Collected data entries
● ● ● ● ●

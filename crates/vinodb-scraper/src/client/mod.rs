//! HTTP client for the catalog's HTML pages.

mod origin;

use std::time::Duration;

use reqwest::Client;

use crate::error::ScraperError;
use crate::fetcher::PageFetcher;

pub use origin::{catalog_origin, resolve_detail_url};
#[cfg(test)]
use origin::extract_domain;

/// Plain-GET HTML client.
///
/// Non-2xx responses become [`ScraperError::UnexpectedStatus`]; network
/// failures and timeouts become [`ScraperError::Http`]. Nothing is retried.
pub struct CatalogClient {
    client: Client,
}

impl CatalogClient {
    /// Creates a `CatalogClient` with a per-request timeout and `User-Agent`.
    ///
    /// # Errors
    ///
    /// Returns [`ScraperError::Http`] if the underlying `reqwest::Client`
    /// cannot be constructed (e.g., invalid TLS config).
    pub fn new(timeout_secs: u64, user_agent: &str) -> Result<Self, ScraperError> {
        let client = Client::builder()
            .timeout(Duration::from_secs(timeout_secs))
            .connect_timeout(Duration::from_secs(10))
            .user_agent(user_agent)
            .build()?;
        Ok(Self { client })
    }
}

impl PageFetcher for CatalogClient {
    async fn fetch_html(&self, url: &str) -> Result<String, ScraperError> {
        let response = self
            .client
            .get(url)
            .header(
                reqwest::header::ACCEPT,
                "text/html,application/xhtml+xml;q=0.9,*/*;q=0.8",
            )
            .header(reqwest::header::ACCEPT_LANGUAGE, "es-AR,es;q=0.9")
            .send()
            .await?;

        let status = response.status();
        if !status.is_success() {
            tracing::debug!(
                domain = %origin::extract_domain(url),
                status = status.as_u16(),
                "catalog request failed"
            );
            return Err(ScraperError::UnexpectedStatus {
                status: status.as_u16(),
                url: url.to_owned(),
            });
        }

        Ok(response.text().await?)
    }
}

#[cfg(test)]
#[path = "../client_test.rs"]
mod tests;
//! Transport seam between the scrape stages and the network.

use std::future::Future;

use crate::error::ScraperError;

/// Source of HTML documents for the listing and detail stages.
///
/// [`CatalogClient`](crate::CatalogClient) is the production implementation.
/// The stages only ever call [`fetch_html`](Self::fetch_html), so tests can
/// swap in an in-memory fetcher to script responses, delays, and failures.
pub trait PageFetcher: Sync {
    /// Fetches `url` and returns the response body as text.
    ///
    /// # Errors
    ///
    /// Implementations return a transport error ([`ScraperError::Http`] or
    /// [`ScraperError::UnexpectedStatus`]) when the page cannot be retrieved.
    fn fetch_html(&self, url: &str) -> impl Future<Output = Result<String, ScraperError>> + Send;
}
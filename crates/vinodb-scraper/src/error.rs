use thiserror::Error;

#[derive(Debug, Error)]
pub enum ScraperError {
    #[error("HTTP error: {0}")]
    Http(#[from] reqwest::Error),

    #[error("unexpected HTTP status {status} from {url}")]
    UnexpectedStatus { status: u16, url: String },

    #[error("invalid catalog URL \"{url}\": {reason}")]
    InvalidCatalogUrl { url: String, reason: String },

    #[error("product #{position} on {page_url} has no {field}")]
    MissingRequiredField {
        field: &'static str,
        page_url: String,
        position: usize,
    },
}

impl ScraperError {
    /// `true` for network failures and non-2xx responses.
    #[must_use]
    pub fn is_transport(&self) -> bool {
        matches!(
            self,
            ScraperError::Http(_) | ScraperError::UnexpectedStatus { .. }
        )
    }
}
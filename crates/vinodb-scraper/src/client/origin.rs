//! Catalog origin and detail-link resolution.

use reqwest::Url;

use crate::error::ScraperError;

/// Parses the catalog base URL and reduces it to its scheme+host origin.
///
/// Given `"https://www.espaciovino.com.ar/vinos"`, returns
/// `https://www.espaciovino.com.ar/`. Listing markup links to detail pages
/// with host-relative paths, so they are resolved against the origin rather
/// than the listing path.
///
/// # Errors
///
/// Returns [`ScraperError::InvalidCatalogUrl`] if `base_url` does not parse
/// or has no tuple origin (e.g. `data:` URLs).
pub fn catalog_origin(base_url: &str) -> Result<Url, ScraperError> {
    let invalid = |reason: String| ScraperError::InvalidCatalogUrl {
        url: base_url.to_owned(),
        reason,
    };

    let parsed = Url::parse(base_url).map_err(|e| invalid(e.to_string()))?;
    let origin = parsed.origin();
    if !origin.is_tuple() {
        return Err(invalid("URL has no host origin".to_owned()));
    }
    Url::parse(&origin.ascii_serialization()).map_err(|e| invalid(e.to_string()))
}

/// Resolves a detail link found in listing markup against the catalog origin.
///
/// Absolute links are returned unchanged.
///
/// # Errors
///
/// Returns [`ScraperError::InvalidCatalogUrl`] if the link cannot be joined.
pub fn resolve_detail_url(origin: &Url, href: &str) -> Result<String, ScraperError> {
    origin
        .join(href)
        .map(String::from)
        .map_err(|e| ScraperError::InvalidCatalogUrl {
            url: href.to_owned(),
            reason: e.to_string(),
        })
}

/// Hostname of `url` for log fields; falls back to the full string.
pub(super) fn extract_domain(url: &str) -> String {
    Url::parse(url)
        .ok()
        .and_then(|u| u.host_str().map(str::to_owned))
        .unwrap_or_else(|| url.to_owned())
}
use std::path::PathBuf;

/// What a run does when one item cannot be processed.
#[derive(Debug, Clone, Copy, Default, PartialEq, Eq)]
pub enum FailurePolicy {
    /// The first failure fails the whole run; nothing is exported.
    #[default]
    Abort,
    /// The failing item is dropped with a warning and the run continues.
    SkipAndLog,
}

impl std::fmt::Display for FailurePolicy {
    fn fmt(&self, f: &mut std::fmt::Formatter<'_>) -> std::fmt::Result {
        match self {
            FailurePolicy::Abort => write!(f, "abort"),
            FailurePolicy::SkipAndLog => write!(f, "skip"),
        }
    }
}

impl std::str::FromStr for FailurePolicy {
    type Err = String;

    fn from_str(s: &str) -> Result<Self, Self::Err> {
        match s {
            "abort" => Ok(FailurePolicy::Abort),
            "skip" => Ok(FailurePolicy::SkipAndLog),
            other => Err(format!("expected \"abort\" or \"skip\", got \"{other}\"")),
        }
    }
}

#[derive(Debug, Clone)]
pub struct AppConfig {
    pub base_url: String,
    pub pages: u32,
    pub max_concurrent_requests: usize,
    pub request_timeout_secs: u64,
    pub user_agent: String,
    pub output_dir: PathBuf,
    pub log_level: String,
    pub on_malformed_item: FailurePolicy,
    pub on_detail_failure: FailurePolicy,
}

● ● ● ● ●

## [WHAT IS REQUIRED]
Start copying at the line that contains "type Err = String;" and stop after the last line of the records, keeping every line exactly.

## [ANSWER BOX]
    type Err = String;

    fn from_str(s: &str) -> Result<Self, Self::Err> {
        match s {
            "abort" => Ok(FailurePolicy::Abort),
            "skip" => Ok(FailurePolicy::SkipAndLog),
            other => Err(format!("expected \"abort\" or \"skip\", got \"{other}\"")),
        }
    }
}

#[derive(Debug, Clone)]
pub struct AppConfig {
    pub base_url: String,
    pub pages: u32,
    pub max_concurrent_requests: usize,
    pub request_timeout_secs: u64,
    pub user_agent: String,
    pub output_dir: PathBuf,
    pub log_level: String,
    pub on_malformed_item: FailurePolicy,
    pub on_detail_failure: FailurePolicy,
}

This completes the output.